YOUR TASK:
Search the records for the string "None". Copy each line where it occurs.
···
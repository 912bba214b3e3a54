//! Concrete plugins (spec.md §4.4, C4): register maps, status/fault
//! dictionaries, and raw-key-to-`StandardKey` translation, per device
//! family.

pub mod generic_bms;
pub mod generic_modbus_inverter;
pub mod powmr_inv8851;

use crate::domain::StandardKey;
use std::collections::HashSet;
use std::sync::Mutex;

/// Drop unrecognized raw keys silently except for a one-time warning per
/// key per session (spec.md §4.4).
pub(crate) struct UnknownKeyWarner {
    warned: Mutex<HashSet<String>>,
}

impl UnknownKeyWarner {
    pub fn new() -> Self {
        Self {
            warned: Mutex::new(HashSet::new()),
        }
    }

    pub fn warn_once(&self, instance_id: &str, raw_key: &str) {
        let mut warned = self.warned.lock().unwrap();
        if warned.insert(raw_key.to_string()) {
            tracing::warn!(instance_id, raw_key, "dropping unrecognized raw key");
        }
    }
}

impl Default for UnknownKeyWarner {
    fn default() -> Self {
        Self::new()
    }
}

/// Translate a raw `(name, StandardKey)` pair, returning `None` (and
/// warning once) when `key` is an escape-hatch `Unknown` variant that a
/// real plugin should never emit.
pub(crate) fn translate_or_warn(
    warner: &UnknownKeyWarner,
    instance_id: &str,
    raw_key: &str,
    key: StandardKey,
) -> Option<StandardKey> {
    if matches!(key, StandardKey::Unknown(_)) {
        warner.warn_once(instance_id, raw_key);
        None
    } else {
        Some(key)
    }
}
···
EXPECTED ANSWER:
/// Translate a raw `(name, StandardKey)` pair, returning `None` (and
        None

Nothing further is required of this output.